**Stored data entries**
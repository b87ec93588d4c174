//! Variant naming, quality weighting and selection.
//!
//! Master playlist entries become named streams (`720p`, `1604k`, rendition
//! names) with `_alt` suffixes for duplicates. Weights order the names so
//! `best`/`worst` and exclusion filters work across naming schemes.

use std::sync::{Arc, OnceLock};

use regex::Regex;
use tracing::{debug, warn};

use crate::{
    common::{PipeError, PipeResult},
    hls::{HlsStream, m3u8::{Media, Playlist, PlaylistEntry}},
    session::{http::HttpSession, options::Options},
    stream::{Stream, ffmpeg::{FfmpegMuxer, MuxedStream}},
};

/// Synthetic names resolved against the weighted ordering.
pub const SYNONYMS_BEST: &[&str] = &["best", "best-unfiltered"];
pub const SYNONYMS_WORST: &[&str] = &["worst", "worst-unfiltered"];

fn name_pattern() -> &'static Regex {
    static RE: OnceLock<Regex> = OnceLock::new();
    RE.get_or_init(|| Regex::new(r"^[A-Za-z0-9_+]+$").unwrap())
}

fn weight_pattern() -> &'static Regex {
    static RE: OnceLock<Regex> = OnceLock::new();
    RE.get_or_init(|| Regex::new(r"^(\d+)(k|p)(\d+)?(\+)?$").unwrap())
}

/// Weight of a stream name for quality ordering. Returns the weight and the
/// group it was derived from (`pixels`, `bitrate` or `none`).
pub fn stream_weight(name: &str) -> (f64, &'static str) {
    if let Some(caps) = weight_pattern().captures(name) {
        let value: f64 = caps[1].parse().unwrap_or(0.0);
        let bonus = if caps.get(4).is_some() { 1.0 } else { 0.0 };
        return match &caps[2] {
            "k" => (value / 2.8 + bonus, "bitrate"),
            _ => {
                let framerate = caps
                    .get(3)
                    .and_then(|m| m.as_str().parse::<f64>().ok())
                    .unwrap_or(0.0);
                (value + framerate / 10.0 + bonus, "pixels")
            }
        };
    }
    match name {
        "live" | "hd" => (1080.0, "pixels"),
        "ehq" => (720.0, "pixels"),
        "hq" | "sd" => (576.0, "pixels"),
        "sq" => (360.0, "pixels"),
        "iphonehigh" => (230.0, "pixels"),
        "iphonelow" => (170.0, "pixels"),
        _ => (0.0, "none"),
    }
}

/// Parse one exclusion token (`>720p`, `>=480p`, `<1080p`, `<=540p`, or a
/// plain name for exact exclusion) into a predicate over stream names.
fn parse_filter(token: &str) -> Box<dyn Fn(&str) -> bool> {
    let (op, operand): (fn(f64, f64) -> bool, &str) = if let Some(rest) = token.strip_prefix(">=") {
        (|w, v| w >= v, rest)
    } else if let Some(rest) = token.strip_prefix("<=") {
        (|w, v| w <= v, rest)
    } else if let Some(rest) = token.strip_prefix('>') {
        (|w, v| w > v, rest)
    } else if let Some(rest) = token.strip_prefix('<') {
        (|w, v| w < v, rest)
    } else {
        let name = token.to_string();
        return Box::new(move |candidate| candidate == name);
    };
    let (value, _) = stream_weight(operand.trim());
    Box::new(move |candidate| {
        let (weight, group) = stream_weight(candidate);
        group != "none" && op(weight, value)
    })
}

/// Order names by weight, unweighted names first in registration order.
pub fn sorted_names(names: &[String]) -> Vec<String> {
    let mut sorted: Vec<String> = names.to_vec();
    sorted.sort_by(|a, b| {
        let (wa, _) = stream_weight(a);
        let (wb, _) = stream_weight(b);
        wa.partial_cmp(&wb).unwrap_or(std::cmp::Ordering::Equal)
    });
    sorted
}

/// Resolve a requested quality against available stream names.
///
/// `requested` is a comma-separated priority list; `best` and `worst` pick
/// from the weighted names that survive the exclusion filters. The
/// `-unfiltered` synonyms ignore the filters.
pub fn select_name(names: &[String], requested: &str, excludes: &[String]) -> Option<String> {
    let filters: Vec<_> = excludes.iter().map(|t| parse_filter(t)).collect();
    let excluded = |name: &str| filters.iter().any(|f| f(name));

    for token in requested.split(',').map(str::trim).filter(|t| !t.is_empty()) {
        let unfiltered = token.ends_with("-unfiltered");
        let pick_best = SYNONYMS_BEST.contains(&token);
        let pick_worst = SYNONYMS_WORST.contains(&token);
        if pick_best || pick_worst {
            let mut weighted: Vec<&String> = names
                .iter()
                .filter(|n| stream_weight(n).1 != "none")
                .filter(|n| unfiltered || !excluded(n))
                .collect();
            if weighted.is_empty() {
                // No weighted names at all: fall back to the full list.
                weighted = names.iter().filter(|n| unfiltered || !excluded(n)).collect();
            }
            weighted.sort_by(|a, b| {
                let (wa, _) = stream_weight(a);
                let (wb, _) = stream_weight(b);
                wa.partial_cmp(&wb).unwrap_or(std::cmp::Ordering::Equal)
            });
            let chosen = if pick_best {
                weighted.last()
            } else {
                weighted.first()
            };
            if let Some(name) = chosen {
                return Some((*name).clone());
            }
            continue;
        }
        if let Some(name) = names.iter().find(|n| n.as_str() == token) {
            return Some(name.clone());
        }
    }
    None
}

// ---------------------------------------------------------------------------
// Master playlist resolution

/// Turn a master playlist into named streams, muxing in external audio
/// renditions where the playlist carries them separately.
pub fn streams_from_master(
    http: Arc<HttpSession>,
    options: Arc<Options>,
    playlist: &Playlist,
) -> PipeResult<Vec<(String, Box<dyn Stream>)>> {
    let mut out: Vec<(String, Box<dyn Stream>)> = Vec::new();
    let mut taken: Vec<String> = Vec::new();

    for entry in &playlist.playlists {
        if entry.iframes_only {
            continue;
        }
        let Some(name) = variant_name(entry, &playlist.media, &taken) else {
            debug!("Skipping unnamed variant {}", entry.uri);
            continue;
        };
        taken.push(name.clone());

        let audio = select_audio_renditions(entry, &playlist.media, &options);
        let external_audio: Vec<&Media> =
            audio.iter().filter(|m| m.uri.is_some()).copied().collect();

        let stream: Box<dyn Stream> = if !external_audio.is_empty()
            && FfmpegMuxer::is_available(&options)
        {
            let mut substreams: Vec<Box<dyn Stream>> = vec![Box::new(HlsStream::new(
                http.clone(),
                options.clone(),
                entry.uri.clone(),
            ))];
            for media in &external_audio {
                if let Some(uri) = &media.uri {
                    substreams.push(Box::new(HlsStream::new(
                        http.clone(),
                        options.clone(),
                        uri.clone(),
                    )));
                }
            }
            Box::new(MuxedStream::new(options.clone(), substreams))
        } else {
            if !external_audio.is_empty() {
                warn!(
                    "Stream {name} carries a separate audio track but FFmpeg is unavailable; \
                     the output may be missing audio"
                );
            }
            Box::new(HlsStream::new(http.clone(), options.clone(), entry.uri.clone()))
        };
        out.push((name, stream));
    }

    Ok(out)
}

/// Naming fallback chain: video rendition name, then `<height>p`, then
/// `<kbps>k`. Names outside the allowed charset fall through to the next
/// rule; duplicates get `_alt`/`_alt2` and further copies are dropped.
fn variant_name(entry: &PlaylistEntry, media: &[Media], taken: &[String]) -> Option<String> {
    let rendition_name = entry.stream_info.video_group.as_ref().and_then(|group| {
        media
            .iter()
            .find(|m| m.media_type == "VIDEO" && &m.group_id == group)
            .map(|m| m.name.clone())
    });

    let mut candidates: Vec<String> = Vec::new();
    if let Some(name) = rendition_name {
        candidates.push(name);
    }
    if let Some((_, height)) = entry.stream_info.resolution {
        candidates.push(format!("{height}p"));
    }
    if entry.stream_info.bandwidth > 0 {
        candidates.push(format!("{}k", entry.stream_info.bandwidth / 1000));
    }

    let base = candidates.into_iter().find(|c| name_pattern().is_match(c))?;
    if !taken.iter().any(|t| t == &base) {
        return Some(base);
    }
    let alt = format!("{base}_alt");
    if !taken.iter().any(|t| t == &alt) {
        return Some(alt);
    }
    let alt2 = format!("{base}_alt2");
    if !taken.iter().any(|t| t == &alt2) {
        return Some(alt2);
    }
    None
}

/// Audio renditions for a variant, in priority order: explicit user
/// selection (`hls-audio-select` languages, names or `*`), then the
/// autoselect rendition matching the configured locale, then the default
/// rendition, then the first.
fn select_audio_renditions<'a>(
    entry: &PlaylistEntry,
    media: &'a [Media],
    options: &Options,
) -> Vec<&'a Media> {
    let Some(group) = &entry.stream_info.audio_group else {
        return Vec::new();
    };
    let renditions: Vec<&Media> = media
        .iter()
        .filter(|m| m.media_type == "AUDIO" && &m.group_id == group)
        .collect();
    if renditions.is_empty() {
        return Vec::new();
    }

    let selection = options.get_str_list("hls-audio-select");
    if !selection.is_empty() {
        if selection.iter().any(|s| s == "*") {
            return renditions;
        }
        let wanted: Vec<String> = selection.iter().map(|s| s.to_lowercase()).collect();
        let matched: Vec<&Media> = renditions
            .iter()
            .filter(|m| {
                wanted.iter().any(|w| {
                    m.language.as_deref().map(str::to_lowercase).as_deref() == Some(w)
                        || m.name.to_lowercase() == *w
                })
            })
            .copied()
            .collect();
        if !matched.is_empty() {
            return matched;
        }
    }

    let locale_lang = options
        .get_str("locale")
        .and_then(|l| l.split(['_', '-']).next().map(str::to_lowercase));
    if let Some(lang) = locale_lang {
        if let Some(m) = renditions.iter().find(|m| {
            m.autoselect && m.language.as_deref().map(str::to_lowercase).as_deref() == Some(&lang)
        }) {
            return vec![m];
        }
    }
    if let Some(m) = renditions.iter().find(|m| m.default) {
        return vec![m];
    }
    vec![renditions[0]]
}

#[cfg(test)]
mod tests {
    use super::*;
    use crate::hls::m3u8;

    #[test]
    fn weights() {
        assert_eq!(stream_weight("720p"), (720.0, "pixels"));
        assert_eq!(stream_weight("720p+"), (721.0, "pixels"));
        assert_eq!(stream_weight("720p60"), (726.0, "pixels"));
        let (w, g) = stream_weight("2800k");
        assert!((w - 1000.0).abs() < 0.01);
        assert_eq!(g, "bitrate");
        assert_eq!(stream_weight("hd"), (1080.0, "pixels"));
        assert_eq!(stream_weight("mobile_high"), (0.0, "none"));
    }

    #[test]
    fn best_and_worst() {
        let names: Vec<String> = ["audio", "360p", "720p", "1080p"]
            .iter()
            .map(|s| s.to_string())
            .collect();
        assert_eq!(select_name(&names, "best", &[]).as_deref(), Some("1080p"));
        assert_eq!(select_name(&names, "worst", &[]).as_deref(), Some("360p"));
        assert_eq!(select_name(&names, "720p", &[]).as_deref(), Some("720p"));
        assert_eq!(
            select_name(&names, "1440p,best", &[]).as_deref(),
            Some("1080p")
        );
        assert_eq!(select_name(&names, "1440p", &[]), None);
    }

    #[test]
    fn exclusion_filters() {
        let names: Vec<String> = ["360p", "720p", "1080p"]
            .iter()
            .map(|s| s.to_string())
            .collect();
        let excludes = vec![">720p".to_string()];
        assert_eq!(
            select_name(&names, "best", &excludes).as_deref(),
            Some("720p")
        );
        let excludes = vec![">=720p".to_string()];
        assert_eq!(
            select_name(&names, "best", &excludes).as_deref(),
            Some("360p")
        );
        // Exact-name exclusion.
        let excludes = vec!["1080p".to_string()];
        assert_eq!(
            select_name(&names, "best", &excludes).as_deref(),
            Some("720p")
        );
        // Unfiltered synonym ignores the excludes.
        assert_eq!(
            select_name(&names, "best-unfiltered", &excludes).as_deref(),
            Some("1080p")
        );
    }

    fn master(text: &str) -> Playlist {
        m3u8::parse(text, "https://example.com/master.m3u8")
    }

    #[test]
    fn variant_naming_fallbacks() {
        let playlist = master(
            "#EXTM3U\n\
             #EXT-X-STREAM-INF:BANDWIDTH=1604000,RESOLUTION=1280x720\nchunk720.m3u8\n\
             #EXT-X-STREAM-INF:BANDWIDTH=2604000,RESOLUTION=1280x720\nchunk720b.m3u8\n\
             #EXT-X-STREAM-INF:BANDWIDTH=800000\nchunkaudio.m3u8\n",
        );
        let taken0: Vec<String> = vec![];
        let n0 = variant_name(&playlist.playlists[0], &playlist.media, &taken0).unwrap();
        assert_eq!(n0, "720p");
        let taken1 = vec![n0];
        let n1 = variant_name(&playlist.playlists[1], &playlist.media, &taken1).unwrap();
        assert_eq!(n1, "720p_alt");
        // No resolution: bandwidth naming.
        let n2 = variant_name(&playlist.playlists[2], &playlist.media, &taken1).unwrap();
        assert_eq!(n2, "800k");
    }

    #[test]
    fn alt_dedupe_caps_at_two() {
        let playlist = master(
            "#EXTM3U\n#EXT-X-STREAM-INF:BANDWIDTH=1,RESOLUTION=1280x720\na.m3u8\n",
        );
        let taken: Vec<String> = ["720p", "720p_alt", "720p_alt2"]
            .iter()
            .map(|s| s.to_string())
            .collect();
        assert!(variant_name(&playlist.playlists[0], &playlist.media, &taken).is_none());
    }

    #[test]
    fn audio_selection_priority() {
        let playlist = master(
            "#EXTM3U\n\
             #EXT-X-MEDIA:TYPE=AUDIO,GROUP-ID=\"aud\",NAME=\"English\",LANGUAGE=\"en\",AUTOSELECT=YES,URI=\"en.m3u8\"\n\
             #EXT-X-MEDIA:TYPE=AUDIO,GROUP-ID=\"aud\",NAME=\"French\",LANGUAGE=\"fr\",DEFAULT=YES,URI=\"fr.m3u8\"\n\
             #EXT-X-STREAM-INF:BANDWIDTH=1604000,RESOLUTION=1280x720,AUDIO=\"aud\"\nchunk.m3u8\n",
        );
        let entry = &playlist.playlists[0];

        // Default rendition wins without user input or locale.
        let options = Options::new();
        let picked = select_audio_renditions(entry, &playlist.media, &options);
        assert_eq!(picked.len(), 1);
        assert_eq!(picked[0].name, "French");

        // Explicit language selection.
        options.set("hls-audio-select", serde_json::json!(["en"]));
        let picked = select_audio_renditions(entry, &playlist.media, &options);
        assert_eq!(picked[0].name, "English");

        // Wildcard selects every rendition.
        options.set("hls-audio-select", serde_json::json!(["*"]));
        assert_eq!(select_audio_renditions(entry, &playlist.media, &options).len(), 2);

        // Locale-driven autoselect.
        let options = Options::new();
        options.set("locale", serde_json::json!("en_US"));
        let picked = select_audio_renditions(entry, &playlist.media, &options);
        assert_eq!(picked[0].name, "English");
    }
}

**Task objective**
Going through the entries, return every line holding the word "find".

**Completed exercise**
        if let Some(name) = names.iter().find(|n| n.as_str() == token) {
            .find(|m| m.media_type == "VIDEO" && &m.group_id == group)
    let base = candidates.into_iter().find(|c| name_pattern().is_match(c))?;
        if let Some(m) = renditions.iter().find(|m| {
    if let Some(m) = renditions.iter().find(|m| m.default) {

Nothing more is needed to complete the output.